On Thursday, Marlborough, Massachusetts-based Boston Scientific shelled out $435 million in cash to purchase structural heart company Symetis. The Swiss company makes the Accurate and  Accurate neo/TF valve systems for patients suffering from severe and symptomatic aortic valve stenosis and those who have a high-risk of undergoing open-heart surgery.

“The steps we are taking reflect our commitment to being a leader in TAVI and structural heart technologies now and over the long-term, as we broaden our portfolio and pipeline to address the needs of our global health care providers and their patients,” said Ian Meredith, M.D., executive vice president and global chief medical officer, Boston Scientific in a news release. “The ACURATE family of valve products is strongly complementary to our cornerstone Lotus valve platform, and this compelling combination of technologies will allow us to provide interventional cardiologists and cardiac surgeons with multiple TAVI offerings for varying patient pathologies and anatomy.” [TAVR is termed transcatheter aortic valve implantation (TAVI) inEurope]

Some analysts did not fully buy the line on Lotus being the cornerstone TAVR product

“… with Lotus being delayed multiple times, taken off the market in Europe, and with BSX yet to launch all five sizes, one has to wonder if this is a backup plan and if Lotus may not be as ready to go as the company hopes,” wrote Sean Lavin, an analyst with BTIG, in a research note on Thursday. “While BSX paid a hefty multiple and this deal may indicate Lotus isn’t quite ready at this point, we see having a backup option as a positive in this multibillion dollar growth market.”

Boston Scientific paid 12 times the 2016 revenue of Symetis, which was $38.2 million last year.

Another analyst — Danielle Antalffy of Leerink Partners —said that the purchase will provide “air cover” for the six-plus months that the Lotus valve is expected to be off of the market.
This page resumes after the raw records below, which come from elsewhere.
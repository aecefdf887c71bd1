use anyhow::{Context, Result};
use std::env;

use crate::cli::Cli;
use keteai_llm_api::{ClientConfig, PERSONA_INSTRUCTION};

/// Set up the client configuration from CLI arguments and environment
pub fn setup_from_cli(cli: &Cli) -> Result<ClientConfig> {
    let api_key = resolve_api_key(cli.api_key.clone(), env::var("GOOGLE_API_KEY").ok())
        .context("Clé API manquante. Définissez GEMINI_API_KEY (https://aistudio.google.com/apikey) ou passez --api-key")?;

    Ok(ClientConfig {
        api_key,
        model: cli.model.clone(),
        fallback_model: cli.fallback_model.clone().filter(|m| !m.trim().is_empty()),
        api_url: cli.api_url.clone(),
        system_instruction: cli.persona.then(|| PERSONA_INSTRUCTION.to_string()),
        verbose: cli.verbose,
    })
}

/// Precedence: --api-key / GEMINI_API_KEY, then GOOGLE_API_KEY. Blank values count as unset.
pub fn resolve_api_key(primary: Option<String>, google_key: Option<String>) -> Option<String> {
    primary
        .filter(|key| !key.trim().is_empty())
        .or(google_key.filter(|key| !key.trim().is_empty()))
        .map(|key| key.trim().to_string())
}
//! KeTeaAI application library
//!
//! Command-line wiring around the chat session: argument parsing,
//! configuration and the interactive loop.

pub use keteai_chat as chat;
pub use keteai_llm_api as llm_api;
pub use keteai_logging as logging;
pub use keteai_types as types;

pub mod app;
pub mod cli;
pub mod config;

pub use app::{process_line, run_repl_mode, LoopControl};
pub use cli::Cli;
pub use config::setup_from_cli;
Still, most analysts viewed the deal positively.

The transcatheter aortic valve space is dominated by Medtronic and Edwards Lifesciences in the U.S. though in Europe the two heavyweights have smaller rivals. It is also a place that has seen numerous legal fights over patent infringement.

Edwards Lifesciences prevailed over Medtronic in 2014 in its long battle and the saga ended with the Irish medtech company agreeing to pay royalty payments of at least $750 million to Edwards Lifesciences.

Meanwhile Boston Scientific and Edwards are in the midst of their own legal battle over TAVR. In Nov. 2015, the Massachusetts company slapped a  lawsuit against Edwards in Germany related to its European patents pertaining to outer seals of transcatheter heart valves. Edwards countersued, alleging patent infringement by the Lotus valve.

On March 3, a U.K court ruled that the Lotus valve did infringe on one of Edwards’ patents surrounding its TAVR valves but not the other. It also noted that the Sapien 3 valve from Edwards infringes two of Boston Scientific’s patents for outer seals of transcatheter heart valves. A German patent court issued a similar ruling days later. Edwards has promised to appeal.

In other words, the ” TAVI space is fluid and litigious,” wrote Lavin in the research note and he concluded that “With all the various IP issues, manufacturing issues, doctor preference, and different valves offering different benefits, the reasons for buying Symetis could be multifactorial.”